__Exercise__.
Examine each line in the records below for the word "electricity". Report how many lines contain it, and nothing else.

__Data records__.
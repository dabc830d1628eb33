//! In-process collaborators: a transaction store, static reference data, a
//! simulated payment gateway and a notifier that writes to the log.

use async_trait::async_trait;
use chrono::Utc;
use parking_lot::Mutex;
use rand::Rng;
use rand::distributions::Alphanumeric;
use std::collections::HashSet;
use tracing::info;
use uuid::Uuid;

use crate::Amount;
use crate::complaint::Complaint;
use crate::model::{
    PaymentMethod, Transaction, TransactionPatch, TxId, UserId, UserProfile, Utility,
    newest_first,
};
use crate::ports::{
    ComplaintStore, NotificationSender, PaymentOutcome, PaymentResolver, ProfileStore, StoreError,
    StoreResult, TransactionStore, UtilityDirectory,
};

#[derive(Debug, Default)]
struct StoreState {
    /// Insertion order.
    records: Vec<Transaction>,
    keys: HashSet<String>,
}

/// Transaction store held in memory.
#[derive(Debug, Default)]
pub struct InMemoryTransactionStore {
    state: Mutex<StoreState>,
}

impl InMemoryTransactionStore {
    pub fn new() -> Self {
        Self::default()
    }

    pub fn len(&self) -> usize {
        self.state.lock().records.len()
    }

    pub fn is_empty(&self) -> bool {
        self.len() == 0
    }

    /// Every record, in insertion order.
    pub fn all(&self) -> Vec<Transaction> {
        self.state.lock().records.clone()
    }

    fn select(&self, filter: impl Fn(&Transaction) -> bool) -> Vec<Transaction> {
        let records = self
            .state
            .lock()
            .records
            .iter()
            .filter(|r| filter(r))
            .cloned()
            .collect();
        newest_first(records)
    }
}

#[async_trait]
impl TransactionStore for InMemoryTransactionStore {
    async fn insert(&self, record: Transaction) -> StoreResult<Transaction> {
        let mut state = self.state.lock();
        if let Some(key) = &record.idempotency_key {
            if !state.keys.insert(key.clone()) {
                return Err(StoreError::DuplicateKey(key.clone()));
            }
        }
        state.records.push(record.clone());
        Ok(record)
    }

    async fn update(&self, id: TxId, patch: TransactionPatch) -> StoreResult<Transaction> {
        let mut state = self.state.lock();
        let record = state
            .records
            .iter_mut()
            .find(|r| r.id == id)
            .ok_or(StoreError::NotFound(id))?;
        if record.is_terminal() {
            return Err(StoreError::Frozen(id));
        }
        record.apply(patch);
        Ok(record.clone())
    }

    async fn get(&self, id: TxId) -> StoreResult<Option<Transaction>> {
        Ok(self
            .state
            .lock()
            .records
            .iter()
            .find(|r| r.id == id)
            .cloned())
    }

    async fn list_by_user(&self, user: &UserId) -> StoreResult<Vec<Transaction>> {
        Ok(self.select(|r| &r.user_id == user))
    }

    async fn search_by_user(&self, user: &UserId, term: &str) -> StoreResult<Vec<Transaction>> {
        Ok(self.select(|r| &r.user_id == user && r.matches(term)))
    }

    async fn list_all(&self) -> StoreResult<Vec<Transaction>> {
        Ok(self.select(|_| true))
    }
}

/// Complaint store held in memory, in insertion order.
#[derive(Debug, Default)]
pub struct InMemoryComplaintStore {
    complaints: Mutex<Vec<Complaint>>,
}

impl InMemoryComplaintStore {
    pub fn new() -> Self {
        Self::default()
    }

    fn select(&self, filter: impl Fn(&Complaint) -> bool) -> Vec<Complaint> {
        let mut found: Vec<Complaint> = self
            .complaints
            .lock()
            .iter()
            .rev()
            .filter(|c| filter(c))
            .cloned()
            .collect();
        found.sort_by(|a, b| b.created_at.cmp(&a.created_at));
        found
    }
}

#[async_trait]
impl ComplaintStore for InMemoryComplaintStore {
    async fn insert(&self, complaint: Complaint) -> StoreResult<Complaint> {
        self.complaints.lock().push(complaint.clone());
        Ok(complaint)
    }

    async fn save(&self, complaint: Complaint) -> StoreResult<Complaint> {
        let mut complaints = self.complaints.lock();
        let slot = complaints
            .iter_mut()
            .find(|c| c.id == complaint.id)
            .ok_or(StoreError::ComplaintNotFound(complaint.id))?;
        *slot = complaint.clone();
        Ok(complaint)
    }

    async fn get(&self, id: Uuid) -> StoreResult<Option<Complaint>> {
        Ok(self.complaints.lock().iter().find(|c| c.id == id).cloned())
    }

    async fn list_by_user(&self, user: &UserId) -> StoreResult<Vec<Complaint>> {
        Ok(self.select(|c| &c.user_id == user))
    }

    async fn list_all(&self) -> StoreResult<Vec<Complaint>> {
        Ok(self.select(|_| true))
    }
}

/// Fixed set of user profiles.
#[derive(Debug, Default)]
pub struct StaticProfiles {
    profiles: Vec<UserProfile>,
}

impl StaticProfiles {
    pub fn new(profiles: Vec<UserProfile>) -> Self {
        Self { profiles }
    }
}

#[async_trait]
impl ProfileStore for StaticProfiles {
    async fn profile(&self, user: &UserId) -> StoreResult<Option<UserProfile>> {
        Ok(self.profiles.iter().find(|p| &p.id == user).cloned())
    }
}

/// Fixed list of utilities, sorted by name.
#[derive(Debug)]
pub struct StaticDirectory {
    utilities: Vec<Utility>,
}

impl StaticDirectory {
    pub fn new(mut utilities: Vec<Utility>) -> Self {
        utilities.sort_by(|a, b| a.name.cmp(&b.name));
        Self { utilities }
    }
}

#[async_trait]
impl UtilityDirectory for StaticDirectory {
    async fn list_all(&self) -> StoreResult<Vec<Utility>> {
        Ok(self.utilities.clone())
    }
}

/// Gateway stand-in approving a configurable share of payments. Wallet payments
/// are collected in-app and always approved.
#[derive(Debug, Clone)]
pub struct SimulatedResolver {
    success_rate: f64,
}

impl SimulatedResolver {
    pub const DEFAULT_SUCCESS_RATE: f64 = 0.9;

    /// Rates outside `0..=1` are clamped; NaN falls back to the default.
    pub fn new(success_rate: f64) -> Self {
        let success_rate = if success_rate.is_nan() {
            Self::DEFAULT_SUCCESS_RATE
        } else {
            success_rate.clamp(0.0, 1.0)
        };
        Self { success_rate }
    }
}

/// `PV{unix-millis}{5 uppercase alphanumerics}`
pub fn payment_reference() -> String {
    let suffix: String = rand::thread_rng()
        .sample_iter(&Alphanumeric)
        .take(5)
        .map(|b| char::from(b).to_ascii_uppercase())
        .collect();
    format!("PV{}{suffix}", Utc::now().timestamp_millis())
}

#[async_trait]
impl PaymentResolver for SimulatedResolver {
    async fn resolve(&self, amount: Amount, method: PaymentMethod) -> PaymentOutcome {
        let approved =
            method == PaymentMethod::Wallet || rand::thread_rng().gen_bool(self.success_rate);
        if approved {
            PaymentOutcome::Approved {
                reference: payment_reference(),
            }
        } else {
            PaymentOutcome::Declined {
                reason: format!("{} payment of {amount} was declined", method.label()),
            }
        }
    }
}

/// Notifier that renders the customer message and logs it.
#[derive(Debug, Default)]
pub struct LogNotifier;

/// SMS/email body for a successful purchase.
pub fn transaction_message(transaction: &Transaction) -> String {
    let token = transaction
        .token
        .as_ref()
        .map(|t| t.formatted())
        .unwrap_or_default();
    format!(
        "PowerVend: Your electricity token purchase was successful!\n\n\
         Token: {token}\n\
         Amount: NGN {}\n\
         DISCO: {}\n\
         Meter: {}\n\
         Date: {}\n\n\
         Thank you for using PowerVend!",
        transaction.amount,
        transaction.utility_name,
        transaction.meter_number,
        transaction.created_at.format("%Y-%m-%d %H:%M:%S UTC"),
    )
}

/// SMS/email body for a low wallet balance.
pub fn low_balance_message(balance: Amount) -> String {
    format!(
        "PowerVend: Your wallet balance is low (NGN {balance}).\n\
         Please top up to continue purchasing electricity tokens."
    )
}

#[async_trait]
impl NotificationSender for LogNotifier {
    async fn send_transaction_notice(
        &self,
        user: &UserProfile,
        transaction: &Transaction,
    ) -> Result<(), String> {
        let message = transaction_message(transaction);
        deliver(user, "PowerVend - Transaction Successful", &message);
        Ok(())
    }

    async fn send_low_balance_notice(
        &self,
        user: &UserProfile,
        balance: Amount,
    ) -> Result<(), String> {
        deliver(user, "PowerVend - Low Balance Alert", &low_balance_message(balance));
        Ok(())
    }
}

fn deliver(user: &UserProfile, subject: &str, message: &str) {
    if let Some(phone) = &user.phone {
        info!(user = %user.id, to = %phone, channel = "sms", "{message}");
    }
    if let Some(email) = &user.email {
        info!(user = %user.id, to = %email, channel = "email", subject, "{message}");
    }
}

/// Transaction store whose calls can be switched to fail or stall.
#[cfg(test)]
#[derive(Debug, Default)]
pub(crate) struct FaultyStore {
    pub(crate) inner: InMemoryTransactionStore,
    inserts_down: std::sync::atomic::AtomicBool,
    updates_down: std::sync::atomic::AtomicBool,
    stalled: std::sync::atomic::AtomicBool,
}

#[cfg(test)]
impl FaultyStore {
    pub(crate) fn inserts_down(self) -> Self {
        self.inserts_down.store(true, std::sync::atomic::Ordering::SeqCst);
        self
    }

    pub(crate) fn set_updates_down(&self, down: bool) {
        self.updates_down.store(down, std::sync::atomic::Ordering::SeqCst);
    }

    pub(crate) fn stalled(self) -> Self {
        self.stalled.store(true, std::sync::atomic::Ordering::SeqCst);
        self
    }

    async fn check(&self, down: &std::sync::atomic::AtomicBool) -> StoreResult<()> {
        if self.stalled.load(std::sync::atomic::Ordering::SeqCst) {
            tokio::time::sleep(std::time::Duration::from_secs(60)).await;
        }
        if down.load(std::sync::atomic::Ordering::SeqCst) {
            return Err(StoreError::Unavailable("connection refused".to_string()));
        }
        Ok(())
    }
}

#[cfg(test)]
#[async_trait]
impl TransactionStore for FaultyStore {
    async fn insert(&self, record: Transaction) -> StoreResult<Transaction> {
        self.check(&self.inserts_down).await?;
        self.inner.insert(record).await
    }

    async fn update(&self, id: TxId, patch: TransactionPatch) -> StoreResult<Transaction> {
        self.check(&self.updates_down).await?;
        self.inner.update(id, patch).await
    }

    async fn get(&self, id: TxId) -> StoreResult<Option<Transaction>> {
        self.inner.get(id).await
    }

    async fn list_by_user(&self, user: &UserId) -> StoreResult<Vec<Transaction>> {
        self.inner.list_by_user(user).await
    }

    async fn search_by_user(&self, user: &UserId, term: &str) -> StoreResult<Vec<Transaction>> {
        self.inner.search_by_user(user, term).await
    }

    async fn list_all(&self) -> StoreResult<Vec<Transaction>> {
        self.inner.list_all().await
    }
}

__Solution__.
2